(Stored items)
==============================
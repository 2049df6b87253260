//! Tests that drive the compiled `recipe` binary.
//!
//! - Exit codes: 0 allowed, 1 denied, 2 any other failure
//! - Text and JSON output

#![allow(
    clippy::expect_used,
    clippy::unwrap_used,
    clippy::panic,
    clippy::indexing_slicing
)]

use base64::engine::general_purpose::STANDARD;
use base64::Engine as _;
use recipe_chain::compute_tx_hash;
use recipe_chain::fixtures::{asset, coin, deposit_coin, TxBuilder};
use sha2::{Digest, Sha256};

use crate::common::{run_recipe, stderr, stdout, Signer, Workspace, COSMOS_CONFIG};

const MAX_RULE: &str = r#"{
    "effect": "ALLOW",
    "resource": "cosmos.atom.transfer",
    "target": {"type": "MAGIC_CONSTANT", "magicConstant": "treasury"},
    "parameterConstraints": [
        {"parameterName": "amount", "constraint": {"type": "max", "maxValue": "2000000", "required": true}},
        {"parameterName": "denom", "constraint": {"type": "fixed", "fixedValue": "uatom", "required": true}}
    ]
}"#;

fn send_hex(to: &str, amount: &str) -> String {
    hex::encode(
        TxBuilder::new()
            .send("cosmos1sender", to, vec![coin("uatom", amount)])
            .build(),
    )
}

fn evaluate(workspace: &Workspace, rule: &str, tx: &str, extra: &[&str]) -> std::process::Output {
    let config = workspace.write("chain.toml", COSMOS_CONFIG);
    let rule = workspace.write("rule.json", rule);
    let mut args = vec![
        "evaluate".to_string(),
        "--config".to_string(),
        config.display().to_string(),
        "--rule".to_string(),
        rule.display().to_string(),
        "--tx".to_string(),
        tx.to_string(),
    ];
    args.extend(extra.iter().map(ToString::to_string));
    run_recipe(args)
}

mod evaluate_tests {
    use super::*;

    #[test]
    fn test_allowed_exits_zero() {
        let workspace = Workspace::new();
        let output = evaluate(
            &workspace,
            MAX_RULE,
            &send_hex("cosmos1treasury", "1000000"),
            &[],
        );

        assert_eq!(output.status.code(), Some(0), "stderr: {}", stderr(&output));
        assert_eq!(stdout(&output), "allowed");
    }

    #[test]
    fn test_allowed_json() {
        let workspace = Workspace::new();
        let output = evaluate(
            &workspace,
            MAX_RULE,
            &send_hex("cosmos1treasury", "1000000"),
            &["--format", "json"],
        );

        assert_eq!(output.status.code(), Some(0));
        let json: serde_json::Value = serde_json::from_str(&stdout(&output)).unwrap();
        assert_eq!(json["outcome"], "allowed");
        assert_eq!(json["chain"], "cosmos");
        assert_eq!(json["resource"], "cosmos.atom.transfer");
    }

    #[test]
    fn test_denied_exits_one() {
        let workspace = Workspace::new();
        let output = evaluate(
            &workspace,
            MAX_RULE,
            &send_hex("cosmos1treasury", "5000000"),
            &[],
        );

        assert_eq!(output.status.code(), Some(1));
        assert!(stdout(&output).is_empty());
        assert!(stderr(&output).contains("exceeds maximum"));
    }

    #[test]
    fn test_denied_json_reports_stage() {
        let workspace = Workspace::new();
        let output = evaluate(
            &workspace,
            MAX_RULE,
            &send_hex("cosmos1elsewhere", "1"),
            &["--format", "json"],
        );

        assert_eq!(output.status.code(), Some(1));
        let json: serde_json::Value = serde_json::from_str(&stdout(&output)).unwrap();
        assert_eq!(json["outcome"], "denied");
        assert_eq!(json["stage"], "target");
    }

    #[test]
    fn test_base64_transaction() {
        let workspace = Workspace::new();
        let tx = TxBuilder::new()
            .send("cosmos1sender", "cosmos1treasury", vec![coin("uatom", "1")])
            .build();
        let output = evaluate(&workspace, MAX_RULE, &STANDARD.encode(tx), &[]);

        assert_eq!(output.status.code(), Some(0), "stderr: {}", stderr(&output));
    }

    #[test]
    fn test_unsupported_constraint_exits_two() {
        let workspace = Workspace::new();
        let rule = r#"{"effect":"ALLOW","resource":"cosmos.atom",
            "parameterConstraints":[{"parameterName":"recipient",
                "constraint":{"type":"magic_constant","magicConstant":"treasury","required":true}}]}"#;
        let output = evaluate(&workspace, rule, &send_hex("cosmos1treasury", "1"), &[]);

        assert_eq!(output.status.code(), Some(2));
        assert!(stderr(&output).contains("unsupported constraint type"));
    }

    #[test]
    fn test_invalid_inputs_exit_two() {
        let workspace = Workspace::new();

        let output = evaluate(&workspace, MAX_RULE, "not a transaction!", &[]);
        assert_eq!(output.status.code(), Some(2));

        let output = evaluate(&workspace, "{not json", &send_hex("cosmos1treasury", "1"), &[]);
        assert_eq!(output.status.code(), Some(2));
        assert!(stderr(&output).contains("invalid rule"));
    }

    #[test]
    fn test_unknown_chain_exits_two() {
        let workspace = Workspace::new();
        let config = workspace.write("chain.toml", "chain = \"osmosis\"\n");
        let rule = workspace.write("rule.json", MAX_RULE);
        let output = run_recipe([
            "evaluate".to_string(),
            "--config".to_string(),
            config.display().to_string(),
            "--rule".to_string(),
            rule.display().to_string(),
            "--tx".to_string(),
            send_hex("cosmos1treasury", "1"),
        ]);

        assert_eq!(output.status.code(), Some(2));
        assert!(stderr(&output).contains("unknown chain: osmosis"));
    }
}

mod tx_hash_tests {
    use super::*;

    #[test]
    fn test_prints_hash() {
        let tx = TxBuilder::new()
            .send("cosmos1sender", "cosmos1recipient", vec![coin("uatom", "9")])
            .build();
        let signature = Signer::from_seed(21).sign(&tx);
        let expected = compute_tx_hash(&tx, std::slice::from_ref(&signature)).unwrap();

        let output = run_recipe([
            "tx-hash",
            "--tx",
            hex::encode(&tx).as_str(),
            "--r",
            signature.r.as_str(),
            "--s",
            signature.s.as_str(),
            "--recovery-id",
            signature.recovery_id.as_str(),
        ]);

        assert_eq!(output.status.code(), Some(0), "stderr: {}", stderr(&output));
        assert_eq!(stdout(&output), expected);
    }

    #[test]
    fn test_json_includes_signed_tx() {
        let tx = TxBuilder::new()
            .send("cosmos1sender", "cosmos1recipient", vec![coin("uatom", "9")])
            .build();
        let signature = Signer::from_seed(22).sign(&tx);

        let output = run_recipe([
            "tx-hash",
            "--tx",
            format!("0x{}", hex::encode(&tx)).as_str(),
            "--r",
            signature.r.as_str(),
            "--s",
            signature.s.as_str(),
            "--format",
            "json",
        ]);

        assert_eq!(output.status.code(), Some(0), "stderr: {}", stderr(&output));
        let json: serde_json::Value = serde_json::from_str(&stdout(&output)).unwrap();
        let signed = STANDARD.decode(json["signed_tx"].as_str().unwrap()).unwrap();
        assert_eq!(
            json["hash"].as_str().unwrap(),
            hex::encode_upper(Sha256::digest(&signed))
        );
    }

    #[test]
    fn test_known_vector() {
        let output = run_recipe([
            "tx-hash",
            "--tx",
            "0a510a470a1c2f636f736d6f732e62616e6b2e763162657461312e4d736753656e6412270a0b636f736d6f733166726f6d1209636f736d6f7331746f1a0d0a057561746f6d1204313030301206676f6c64656e12040a021801",
            "--r",
            "1111111111111111111111111111111111111111111111111111111111111111",
            "--s",
            "0000000000000000000000000000000000000000000000000000000000000002",
        ]);

        assert_eq!(output.status.code(), Some(0), "stderr: {}", stderr(&output));
        assert_eq!(
            stdout(&output),
            "C3857025E74E8A2836381E5114E094C651810F3142ABA08235A6CC11FF350769"
        );
    }

    #[test]
    fn test_bad_s_exits_two() {
        let tx = hex::encode(
            TxBuilder::new()
                .send("cosmos1sender", "cosmos1recipient", vec![coin("uatom", "9")])
                .build(),
        );
        let output = run_recipe([
            "tx-hash",
            "--tx",
            tx.as_str(),
            "--r",
            "11".repeat(32).as_str(),
            "--s",
            "00".repeat(32).as_str(),
        ]);

        assert_eq!(output.status.code(), Some(2));
        assert!(stderr(&output).contains("out of range"));
    }
}

mod sender_tests {
    use super::*;

    #[test]
    fn test_prints_send_sender() {
        let output = run_recipe([
            "sender",
            "--chain",
            "cosmos",
            "--tx",
            send_hex("cosmos1treasury", "1").as_str(),
        ]);

        assert_eq!(output.status.code(), Some(0), "stderr: {}", stderr(&output));
        assert_eq!(stdout(&output), "cosmos1sender");
    }

    #[test]
    fn test_prints_deposit_signer() {
        let tx = TxBuilder::new()
            .deposit(
                vec![deposit_coin(asset("THOR", "RUNE"), "1")],
                "",
                vec![0x42; 20],
            )
            .build();
        let output = run_recipe([
            "sender",
            "--chain",
            "thorchain",
            "--tx",
            hex::encode(tx).as_str(),
        ]);

        assert_eq!(output.status.code(), Some(0), "stderr: {}", stderr(&output));
        assert!(stdout(&output).starts_with("thor1"));
    }
}

mod chains_tests {
    use super::*;

    #[test]
    fn test_lists_builtin_chains() {
        let output = run_recipe(["chains"]);

        assert_eq!(output.status.code(), Some(0));
        let text = stdout(&output);
        let ids: Vec<_> = text
            .lines()
            .map(|line| line.split_whitespace().next().unwrap())
            .collect();
        assert_eq!(ids, ["cosmos", "thorchain", "mayachain"]);
    }

    #[test]
    fn test_verbose_logging_goes_to_stderr() {
        let output = run_recipe(["chains", "--format", "json", "-vvv", "--log-format", "json"]);

        assert_eq!(output.status.code(), Some(0));
        let json: serde_json::Value = serde_json::from_str(&stdout(&output)).unwrap();
        assert_eq!(json.as_array().unwrap().len(), 3);
    }

    #[test]
    fn test_no_arguments_exits_with_usage() {
        let output = run_recipe(Vec::<String>::new());
        assert_ne!(output.status.code(), Some(0));
        assert!(stderr(&output).contains("Usage"));
    }
}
==============================
YOUR OBJECTIVE = From the records above, pull every line that carries the word "thorchain".

EXERCISE OUTPUT =
            "thorchain",
        assert_eq!(ids, ["cosmos", "thorchain", "mayachain"]);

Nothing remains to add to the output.